Senior leadership involves making a lot of decisions. Not just big strategic ones — dozens of smaller ones every day, often made quickly, under pressure, with partial information.

What most leaders don't have is any systematic record of what they decided, why they decided it, and what happened as a result. Which means they make the same mistakes more than once. They can't learn from patterns they can't see. And when things go wrong, they can't reconstruct the reasoning.

More than that: the cognitive load of holding open decisions in your head — things decided but not communicated, things discussed but not resolved, things resolved but not documented — is significant. It takes up working memory you need for something else.

What a Decision Log actually is

It's a simple database in Notion. One entry per significant decision. Each entry captures: what was decided, what the context was, what the alternatives were, who was involved, and what the next review point is.
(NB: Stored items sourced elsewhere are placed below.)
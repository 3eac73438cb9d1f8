//! Error types for `curate-core`.

use thiserror::Error;

#[derive(Debug, Error)]
pub enum Error {
  #[error(
    "codex is missing cleavage labels required by export schema v{version}: \
     {missing:?}"
  )]
  CodexContract {
    version: u32,
    missing: Vec<String>,
  },

  #[error("duplicate {family} label in codex: {label:?}")]
  DuplicateLabel { family: String, label: String },

  #[error("serialization error: {0}")]
  Serialization(#[from] serde_json::Error),
}

pub type Result<T, E = Error> = std::result::Result<T, E>;
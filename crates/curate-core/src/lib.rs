//! Core types and trait definitions for the Codex curation queue.
//!
//! This crate is free of I/O. It defines the label taxonomy, the review and
//! export record shapes, the status lifecycle, and the [`annotator::Annotator`]
//! boundary that the engine drives. Everything else depends on it.

// Native `async fn` in traits; the returned futures carry explicit `Send`
// bounds where it matters.
#![allow(async_fn_in_trait)]

pub mod annotator;
pub mod codex;
pub mod error;
pub mod lifecycle;
pub mod record;
pub mod score;

pub use error::{Error, Result};
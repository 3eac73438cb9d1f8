//! Error type for `curate-queue`.

use curate_core::lifecycle::Status;
use thiserror::Error;

#[derive(Debug, Error)]
pub enum Error {
  #[error("core error: {0}")]
  Core(#[from] curate_core::Error),

  #[error("json error: {0}")]
  Json(#[from] serde_json::Error),

  #[error("record not found: {0}")]
  RecordNotFound(String),

  /// The record exists but its status does not allow the requested move.
  #[error("record {id} is {from}; it cannot become {to}")]
  InvalidTransition {
    id:   String,
    from: Status,
    to:   Status,
  },

  #[error("an annotation run is already in progress")]
  AnnotationInProgress,

  #[error("chunk size must be at least 1")]
  InvalidChunkSize,

  #[error("export line {line}: {source}")]
  ExportLine {
    line:   usize,
    #[source]
    source: serde_json::Error,
  },

  #[error("export line {line}: expected {expected} cleavage scores, found {found}")]
  SchemaMismatch {
    line:     usize,
    expected: usize,
    found:    usize,
  },
}

pub type Result<T, E = Error> = std::result::Result<T, E>;
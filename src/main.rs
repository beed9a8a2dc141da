use std::path::Path;
use std::process::ExitCode;

use anyhow::{Result, bail};
use clap::{Parser, Subcommand};

use gitlite::merge::MergeOutcome;
use gitlite::repo::Repository;
use gitlite::{merge, remote, status, telemetry};

/// Minimal content-addressed version control
///
/// gitlite tracks snapshots of the files in the current directory as
/// immutable commits on named branches. Files live in a flat top-level
/// namespace; all state is kept under .gitlite/.
///
/// TYPICAL FLOW:
///
///   gitlite init
///   gitlite add <file>
///   gitlite commit "message"
///   gitlite branch <name> / gitlite checkout <name>
///   gitlite merge <name>
///
/// Remotes are plain filesystem paths to another repository's .gitlite
/// directory; push/fetch/pull copy objects between the two stores.
#[derive(Parser)]
#[command(name = "gitlite")]
#[command(version, about)]
#[command(after_help = "See 'gitlite <command> --help' for details on a specific command.")]
struct Cli {
    #[command(subcommand)]
    command: Commands,
}

#[derive(Subcommand)]
enum Commands {
    /// Create an empty repository in the current directory
    Init,

    /// Stage a file for the next commit
    Add {
        /// File name (top-level, no directories)
        file: String,
    },

    /// Record the staged changes as a new commit
    Commit {
        /// Commit message (a single line)
        message: String,
    },

    /// Unstage a file, or stage a tracked file for deletion
    Rm {
        /// File name
        file: String,
    },

    /// Show history from the current commit, first parents only
    Log,

    /// Show every commit in the object store
    GlobalLog,

    /// Print the ids of all commits with exactly this message
    Find {
        /// Message to match
        message: String,
    },

    /// Show branches, staged changes, unstaged drift, and untracked files
    Status,

    /// Switch branches, or restore a file (use `--` before the file name)
    ///
    /// Three forms:
    ///   gitlite checkout <branch>
    ///   gitlite checkout -- <file>
    ///   gitlite checkout <commit> -- <file>
    Checkout {
        /// Branch to switch to, or a (possibly abbreviated) commit id when
        /// restoring a file
        target: Option<String>,

        /// File to restore, written after `--`
        #[arg(last = true)]
        file: Option<String>,
    },

    /// Create a branch at the current commit
    Branch {
        /// Branch name
        name: String,
    },

    /// Delete a branch ref (its commits are kept)
    RmBranch {
        /// Branch name
        name: String,
    },

    /// Move the current branch to a commit and restore its snapshot
    Reset {
        /// Commit id, possibly abbreviated
        commit: String,
    },

    /// Merge a branch into the current branch
    Merge {
        /// Branch to merge from
        branch: String,
    },

    /// Register a remote repository path
    AddRemote {
        /// Remote name
        name: String,
        /// Path to the remote repository's .gitlite directory
        path: String,
    },

    /// Remove a remote registration
    RmRemote {
        /// Remote name
        name: String,
    },

    /// Send the current branch's history to a remote branch
    Push {
        /// Remote name
        remote: String,
        /// Branch name on the remote
        branch: String,
    },

    /// Import a remote branch into refs/heads/<remote>/<branch>
    Fetch {
        /// Remote name
        remote: String,
        /// Branch name on the remote
        branch: String,
    },

    /// Fetch a remote branch and merge it into the current branch
    Pull {
        /// Remote name
        remote: String,
        /// Branch name on the remote
        branch: String,
    },
}

fn main() -> ExitCode {
    telemetry::init();
    let cli = Cli::parse();
    match run(cli) {
        Ok(()) => ExitCode::SUCCESS,
        Err(err) => {
            println!("{err}");
            ExitCode::FAILURE
        }
    }
}

fn open(root: &Path) -> Result<Repository> {
    Ok(Repository::open(root)?)
}

fn run(cli: Cli) -> Result<()> {
    let cwd = std::env::current_dir()?;
    match cli.command {
        Commands::Init => {
            Repository::init(&cwd)?;
        }
        Commands::Add { file } => open(&cwd)?.add(&file)?,
        Commands::Commit { message } => {
            open(&cwd)?.commit(&message)?;
        }
        Commands::Rm { file } => open(&cwd)?.rm(&file)?,
        Commands::Log => {
            for entry in open(&cwd)?.log_entries()? {
                print!("{}", entry.render());
            }
        }
        Commands::GlobalLog => {
            for entry in open(&cwd)?.global_log_entries()? {
                print!("{}", entry.render());
            }
        }
        Commands::Find { message } => {
            for id in open(&cwd)?.find(&message)? {
                println!("{id}");
            }
        }
        Commands::Status => {
            print!("{}", status::collect(&open(&cwd)?)?.render());
        }
        Commands::Checkout { target, file } => {
            let repo = open(&cwd)?;
            match (target, file) {
                (Some(branch), None) => repo.checkout_branch(&branch)?,
                (None, Some(file)) => repo.checkout_file_from_head(&file)?,
                (Some(commit), Some(file)) => repo.checkout_file(&commit, &file)?,
                (None, None) => bail!("Incorrect operands."),
            }
        }
        Commands::Branch { name } => open(&cwd)?.branch(&name)?,
        Commands::RmBranch { name } => open(&cwd)?.rm_branch(&name)?,
        Commands::Reset { commit } => open(&cwd)?.reset(&commit)?,
        Commands::Merge { branch } => report_merge(&merge::merge(&open(&cwd)?, &branch)?),
        Commands::AddRemote { name, path } => remote::add_remote(&open(&cwd)?, &name, &path)?,
        Commands::RmRemote { name } => remote::rm_remote(&open(&cwd)?, &name)?,
        Commands::Push {
            remote: remote_name,
            branch,
        } => remote::push(&open(&cwd)?, &remote_name, &branch)?,
        Commands::Fetch {
            remote: remote_name,
            branch,
        } => remote::fetch(&open(&cwd)?, &remote_name, &branch)?,
        Commands::Pull {
            remote: remote_name,
            branch,
        } => report_merge(&remote::pull(&open(&cwd)?, &remote_name, &branch)?),
    }
    Ok(())
}

fn report_merge(outcome: &MergeOutcome) {
    if let Some(message) = outcome.message() {
        println!("{message}");
    }
}
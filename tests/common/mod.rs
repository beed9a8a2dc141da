//! Shared test infrastructure.
#![allow(dead_code)]
//!
//! Provides [`TestRepo`], a self-contained repository in a temporary
//! directory. Each instance gets its own temp dir, drives the real engine
//! through the library API, and cleans up on drop.
//!
//! Helpers operate on filenames relative to the repository root, so tests
//! read as scenarios rather than path bookkeeping.

use std::fs;
use std::path::{Path, PathBuf};

use tempfile::TempDir;

use gitlite::model::ObjectId;
use gitlite::repo::{META_DIR, Repository};

/// A self-contained repository in a temporary directory.
///
/// The temp dir is deleted when the value drops.
pub struct TestRepo {
    /// Held to keep the temp dir alive.
    _dir: TempDir,
    repo: Repository,
}

impl TestRepo {
    /// Create and initialize a fresh repository.
    ///
    /// # Panics
    /// Panics when the temp dir or the repository cannot be created.
    #[must_use]
    pub fn init() -> Self {
        let dir = TempDir::new().expect("failed to create temp dir");
        let repo = Repository::init(dir.path()).expect("failed to initialize repository");
        Self { _dir: dir, repo }
    }

    /// The engine handle.
    pub fn repo(&self) -> &Repository {
        &self.repo
    }

    /// The working-tree root.
    pub fn root(&self) -> &Path {
        self.repo.root()
    }

    /// The metadata directory, as registered for remotes.
    pub fn meta_dir(&self) -> PathBuf {
        self.root().join(META_DIR)
    }

    /// The metadata directory as a `&str` for `add-remote`.
    pub fn meta_dir_string(&self) -> String {
        self.meta_dir().to_string_lossy().into_owned()
    }

    /// Write (or overwrite) a working-tree file.
    pub fn write_file(&self, name: &str, content: &str) {
        fs::write(self.root().join(name), content).expect("failed to write working file");
    }

    /// Delete a working-tree file.
    pub fn delete_file(&self, name: &str) {
        fs::remove_file(self.root().join(name)).expect("failed to delete working file");
    }

    /// Read a working-tree file as UTF-8.
    pub fn read_file(&self, name: &str) -> String {
        fs::read_to_string(self.root().join(name)).expect("failed to read working file")
    }

    /// Whether a working-tree file exists.
    pub fn file_exists(&self, name: &str) -> bool {
        self.root().join(name).is_file()
    }

    /// Write a file and stage it.
    pub fn stage(&self, name: &str, content: &str) {
        self.write_file(name, content);
        self.repo.add(name).expect("failed to stage file");
    }

    /// Write, stage, and commit one file; returns the new commit id.
    pub fn commit_file(&self, name: &str, content: &str, message: &str) -> ObjectId {
        self.stage(name, content);
        self.repo.commit(message).expect("failed to commit")
    }

    /// The current tip commit id.
    pub fn head(&self) -> ObjectId {
        self.repo.head_commit_id().expect("failed to read head")
    }

    /// Top-level working files, metadata directory excluded.
    pub fn working_files(&self) -> Vec<String> {
        gitlite::worktree::working_files(self.root()).expect("failed to list working files")
    }
}
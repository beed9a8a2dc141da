//! Working-tree sync: materializing a commit's file set safely.
//!
//! Files live in a flat top-level namespace next to the metadata directory.
//! State transitions follow a fixed order so a crash can only leave stale
//! working files, never a branch ref pointing at a half-materialized
//! snapshot:
//!
//! 1. untracked-overwrite check (no side effects),
//! 2. write every target file,
//! 3. delete files tracked by the base but absent from the target,
//! 4. caller updates the ref,
//! 5. caller clears staging.

use std::collections::BTreeMap;
use std::fs;
use std::path::Path;

use tracing::debug;

use crate::error::GitliteError;
use crate::fsutil;
use crate::model::ObjectId;
use crate::objects::ObjectStore;
use crate::repo::META_DIR;
use crate::staging::StagingArea;

/// Top-level working-tree filenames, sorted ascending. The metadata
/// directory is excluded; subdirectories are not tracked.
///
/// # Errors
/// Returns an I/O error if the directory cannot be enumerated.
pub fn working_files(root: &Path) -> Result<Vec<String>, GitliteError> {
    Ok(fsutil::plain_filenames_in(root)?
        .into_iter()
        .filter(|name| name != META_DIR)
        .collect())
}

/// Fail if switching from `base` to `target` would overwrite an untracked
/// working file: one present in the working tree and in `target`, absent
/// from `base`, and not staged for addition.
///
/// Performs no side effects; run before any working-tree mutation.
///
/// # Errors
/// [`GitliteError::UntrackedInTheWay`] when the condition holds.
pub fn check_untracked_overwrites(
    root: &Path,
    staging: &StagingArea,
    target_files: &BTreeMap<String, ObjectId>,
    base_files: &BTreeMap<String, ObjectId>,
) -> Result<(), GitliteError> {
    for name in working_files(root)? {
        if target_files.contains_key(&name) && !base_files.contains_key(&name) {
            let staged_addition = staging
                .get(&name)?
                .is_some_and(|entry| entry.is_addition());
            if !staged_addition {
                return Err(GitliteError::UntrackedInTheWay);
            }
        }
    }
    Ok(())
}

/// Write every file in `target_files` and delete files tracked only by
/// `base_files`.
///
/// Callers must run [`check_untracked_overwrites`] first; this function
/// mutates the working tree unconditionally.
///
/// # Errors
/// Fails with corruption when a target blob is missing from the store, or
/// with an I/O error when a file cannot be written or removed.
pub fn materialize(
    root: &Path,
    store: &ObjectStore,
    target_files: &BTreeMap<String, ObjectId>,
    base_files: &BTreeMap<String, ObjectId>,
) -> Result<(), GitliteError> {
    for (name, blob) in target_files {
        fs::write(root.join(name), store.get(blob)?)?;
    }
    for name in base_files.keys() {
        if !target_files.contains_key(name) {
            fsutil::remove_file_if_exists(&root.join(name))?;
        }
    }
    debug!(
        written = target_files.len(),
        base = base_files.len(),
        "materialized working tree"
    );
    Ok(())
}

// ---------------------------------------------------------------------------
// Tests
// ---------------------------------------------------------------------------
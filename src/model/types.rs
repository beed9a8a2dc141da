//! Foundation types: validated content-addressed object identifiers.

use std::fmt;
use std::str::FromStr;

// ---------------------------------------------------------------------------
// ObjectId
// ---------------------------------------------------------------------------

/// A validated 40-character lowercase hex object ID (SHA-1).
///
/// Identifies both blobs and commit records in the object store. The id of
/// an object is the SHA-1 digest of its stored bytes, so equal content
/// always yields an equal id.
#[derive(Clone, Debug, PartialEq, Eq, PartialOrd, Ord, Hash)]
pub struct ObjectId(String);

impl ObjectId {
    /// Create a new `ObjectId` from a string, validating format.
    ///
    /// # Errors
    /// Returns an error if the string is not exactly 40 lowercase hex
    /// characters.
    pub fn new(s: &str) -> Result<Self, ValidationError> {
        Self::validate(s)?;
        Ok(Self(s.to_owned()))
    }

    /// Return the inner hex string.
    #[must_use]
    pub fn as_str(&self) -> &str {
        &self.0
    }

    /// The abbreviated 7-character form used in merge log lines.
    #[must_use]
    pub fn short(&self) -> &str {
        &self.0[..7]
    }

    fn validate(s: &str) -> Result<(), ValidationError> {
        if s.len() != 40 {
            return Err(ValidationError {
                value: s.to_owned(),
                reason: format!("expected 40 hex characters, got {}", s.len()),
            });
        }
        if !s
            .chars()
            .all(|c| c.is_ascii_hexdigit() && !c.is_ascii_uppercase())
        {
            return Err(ValidationError {
                value: s.to_owned(),
                reason: "must contain only lowercase hex characters (0-9, a-f)".to_owned(),
            });
        }
        Ok(())
    }
}

impl fmt::Display for ObjectId {
    fn fmt(&self, f: &mut fmt::Formatter<'_>) -> fmt::Result {
        f.write_str(&self.0)
    }
}

impl FromStr for ObjectId {
    type Err = ValidationError;
    fn from_str(s: &str) -> Result<Self, Self::Err> {
        Self::new(s)
    }
}

// ---------------------------------------------------------------------------
// ValidationError
// ---------------------------------------------------------------------------

/// A string failed validation as an [`ObjectId`].
#[derive(Clone, Debug, PartialEq, Eq)]
pub struct ValidationError {
    /// The rejected input.
    pub value: String,
    /// Why it was rejected.
    pub reason: String,
}

impl fmt::Display for ValidationError {
    fn fmt(&self, f: &mut fmt::Formatter<'_>) -> fmt::Result {
        write!(f, "invalid object id {:?}: {}", self.value, self.reason)
    }
}

impl std::error::Error for ValidationError {}

// ---------------------------------------------------------------------------
// Tests
// ---------------------------------------------------------------------------

#[cfg(test)]
mod tests {
    use super::*;

    #[test]
    fn accepts_lowercase_40_hex() {
        let id = ObjectId::new("da39a3ee5e6b4b0d3255bfef95601890afd80709").unwrap();
        assert_eq!(id.as_str(), "da39a3ee5e6b4b0d3255bfef95601890afd80709");
        assert_eq!(id.short(), "da39a3e");
    }

    #[test]
    fn rejects_wrong_length() {
        assert!(ObjectId::new("abc123").is_err());
        assert!(ObjectId::new("").is_err());
    }

    #[test]
    fn rejects_uppercase_and_non_hex() {
        assert!(ObjectId::new("DA39A3EE5E6B4B0D3255BFEF95601890AFD80709").is_err());
        assert!(ObjectId::new("zz39a3ee5e6b4b0d3255bfef95601890afd80709").is_err());
    }

    #[test]
    fn orders_lexicographically() {
        let a = ObjectId::new("0000000000000000000000000000000000000001").unwrap();
        let b = ObjectId::new("0000000000000000000000000000000000000002").unwrap();
        assert!(a < b);
    }
}
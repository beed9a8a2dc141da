//! Gitlite: minimal content-addressed version control for a single flat
//! working directory.
//!
//! The library exposes the repository engine — object store, staging area,
//! commit graph, working-tree sync, three-way merge, and filesystem remote
//! transfer — and the `gitlite` binary provides the CLI over it.

pub mod error;
pub mod fsutil;
pub mod history;
pub mod merge;
pub mod model;
pub mod objects;
pub mod refs;
pub mod remote;
pub mod repo;
pub mod staging;
pub mod status;
pub mod telemetry;
pub mod worktree;

pub use error::GitliteError;
pub use repo::Repository;
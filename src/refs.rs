//! HEAD, branch refs, remote-tracking refs, and the remotes table.
//!
//! # Ref hierarchy
//!
//! ```text
//! <meta>/
//! ├── HEAD                      ← "ref: refs/heads/<branch>"
//! ├── refs/heads/<branch>       ← local branch tip (40-hex commit id)
//! ├── refs/heads/<remote>/<b>   ← remote-tracking tip, written by fetch
//! └── remotes/<name>            ← path to another repository's meta dir
//! ```
//!
//! Ref writes are rename-based, so a crash leaves a ref at either its old or
//! its new value. Branch names may contain `/` (remote-tracking refs); the
//! flat branch listing only reports plain local branches.

use std::fs;
use std::io;
use std::path::PathBuf;

use crate::error::GitliteError;
use crate::fsutil;
use crate::model::ObjectId;

/// The symbolic-ref prefix stored in `HEAD`.
pub const HEAD_REF_PREFIX: &str = "ref: refs/heads/";

/// Subdirectory holding branch tips.
pub const HEADS_DIR: &str = "refs/heads";

/// Subdirectory holding the remote name-to-path table.
pub const REMOTES_DIR: &str = "remotes";

// ---------------------------------------------------------------------------
// RefStore
// ---------------------------------------------------------------------------

/// Read/write access to one repository's refs, rooted at its metadata
/// directory.
pub struct RefStore {
    dir: PathBuf,
}

impl RefStore {
    /// Open the ref store rooted at the metadata directory `dir`.
    #[must_use]
    pub const fn new(dir: PathBuf) -> Self {
        Self { dir }
    }

    fn head_path(&self) -> PathBuf {
        self.dir.join("HEAD")
    }

    fn heads_dir(&self) -> PathBuf {
        self.dir.join(HEADS_DIR)
    }

    fn branch_path(&self, name: &str) -> PathBuf {
        self.heads_dir().join(name)
    }

    fn remote_entry_path(&self, name: &str) -> PathBuf {
        self.dir.join(REMOTES_DIR).join(name)
    }

    // -----------------------------------------------------------------------
    // HEAD
    // -----------------------------------------------------------------------

    /// The branch `HEAD` names.
    ///
    /// # Errors
    /// Fails with corruption when `HEAD` is missing or not a symbolic ref.
    pub fn head_branch(&self) -> Result<String, GitliteError> {
        let content = match fs::read_to_string(self.head_path()) {
            Ok(content) => content,
            Err(e) if e.kind() == io::ErrorKind::NotFound => {
                return Err(GitliteError::corrupt("HEAD is missing"));
            }
            Err(e) => return Err(e.into()),
        };
        content
            .trim_end()
            .strip_prefix(HEAD_REF_PREFIX)
            .map(str::to_owned)
            .ok_or_else(|| GitliteError::corrupt(format!("HEAD is not a symbolic ref: {content:?}")))
    }

    /// Point `HEAD` at a branch.
    ///
    /// # Errors
    /// Returns an I/O error if the write fails.
    pub fn set_head(&self, branch: &str) -> Result<(), GitliteError> {
        fsutil::write_atomic(&self.head_path(), format!("{HEAD_REF_PREFIX}{branch}").as_bytes())?;
        Ok(())
    }

    // -----------------------------------------------------------------------
    // Branch refs
    // -----------------------------------------------------------------------

    /// Read a branch tip. `None` when the branch does not exist.
    ///
    /// # Errors
    /// Fails with corruption when the ref file holds an invalid id.
    pub fn read_branch(&self, name: &str) -> Result<Option<ObjectId>, GitliteError> {
        let content = match fs::read_to_string(self.branch_path(name)) {
            Ok(content) => content,
            Err(e) if e.kind() == io::ErrorKind::NotFound => return Ok(None),
            Err(e) => return Err(e.into()),
        };
        let id = ObjectId::new(content.trim_end())
            .map_err(|e| GitliteError::corrupt(format!("branch {name:?}: {e}")))?;
        Ok(Some(id))
    }

    /// Point a branch (creating it if needed) at a commit.
    ///
    /// # Errors
    /// Returns an I/O error if the write fails.
    pub fn write_branch(&self, name: &str, id: &ObjectId) -> Result<(), GitliteError> {
        let path = self.branch_path(name);
        if let Some(parent) = path.parent() {
            fs::create_dir_all(parent)?;
        }
        fsutil::write_atomic(&path, id.as_str().as_bytes())?;
        Ok(())
    }

    /// Delete a branch ref. Missing is not an error.
    ///
    /// # Errors
    /// Returns an I/O error if the delete fails.
    pub fn delete_branch(&self, name: &str) -> Result<(), GitliteError> {
        fsutil::remove_file_if_exists(&self.branch_path(name))?;
        Ok(())
    }

    /// Whether a branch ref exists.
    #[must_use]
    pub fn branch_exists(&self, name: &str) -> bool {
        self.branch_path(name).is_file()
    }

    /// Local branch names, sorted ascending. Remote-tracking refs live in
    /// subdirectories and are not included.
    ///
    /// # Errors
    /// Returns an I/O error if the directory cannot be enumerated.
    pub fn list_branches(&self) -> Result<Vec<String>, GitliteError> {
        Ok(fsutil::plain_filenames_in(&self.heads_dir())?)
    }

    // -----------------------------------------------------------------------
    // Remotes table
    // -----------------------------------------------------------------------

    /// The stored path for a remote, verbatim. `None` when not configured.
    ///
    /// # Errors
    /// Returns an I/O error if the entry cannot be read.
    pub fn remote_path(&self, name: &str) -> Result<Option<String>, GitliteError> {
        match fs::read_to_string(self.remote_entry_path(name)) {
            Ok(content) => Ok(Some(content.trim_end().to_owned())),
            Err(e) if e.kind() == io::ErrorKind::NotFound => Ok(None),
            Err(e) => Err(e.into()),
        }
    }

    /// Store a remote's path verbatim.
    ///
    /// # Errors
    /// Returns an I/O error if the write fails.
    pub fn write_remote(&self, name: &str, path: &str) -> Result<(), GitliteError> {
        let entry = self.remote_entry_path(name);
        if let Some(parent) = entry.parent() {
            fs::create_dir_all(parent)?;
        }
        fsutil::write_atomic(&entry, path.as_bytes())?;
        Ok(())
    }

    /// Remove a remote's table entry.
    ///
    /// # Errors
    /// Returns an I/O error if the delete fails.
    pub fn remove_remote(&self, name: &str) -> Result<(), GitliteError> {
        fsutil::remove_file_if_exists(&self.remote_entry_path(name))?;
        Ok(())
    }

    /// Whether a remote is configured.
    #[must_use]
    pub fn remote_exists(&self, name: &str) -> bool {
        self.remote_entry_path(name).is_file()
    }
}

// ---------------------------------------------------------------------------
// Tests
// ---------------------------------------------------------------------------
That's it. Nothing elaborate. The value isn't in the complexity — it's in the consistency. When every significant decision goes in the same place, patterns become visible. Assumptions get surfaced. The reasoning doesn't live only in your head.

Why senior leaders resist this

Because it takes thirty seconds longer than just deciding and moving on. And when you're already at capacity, thirty seconds feels like a cost.

It isn't. It's an investment in decision quality and in your own cognitive bandwidth. The leaders who build this habit don't just make better decisions over time — they stop carrying decisions they've already made. They close loops. They free up the mental space that open decisions were occupying.

If you want to know how this fits into a complete leadership operating system in Notion — not just a decision log, but the full structure — that's what the Leadership OS is designed to be. But start here. One database. One entry per decision. Thirty seconds each.

The difference it makes is disproportionate to the effort.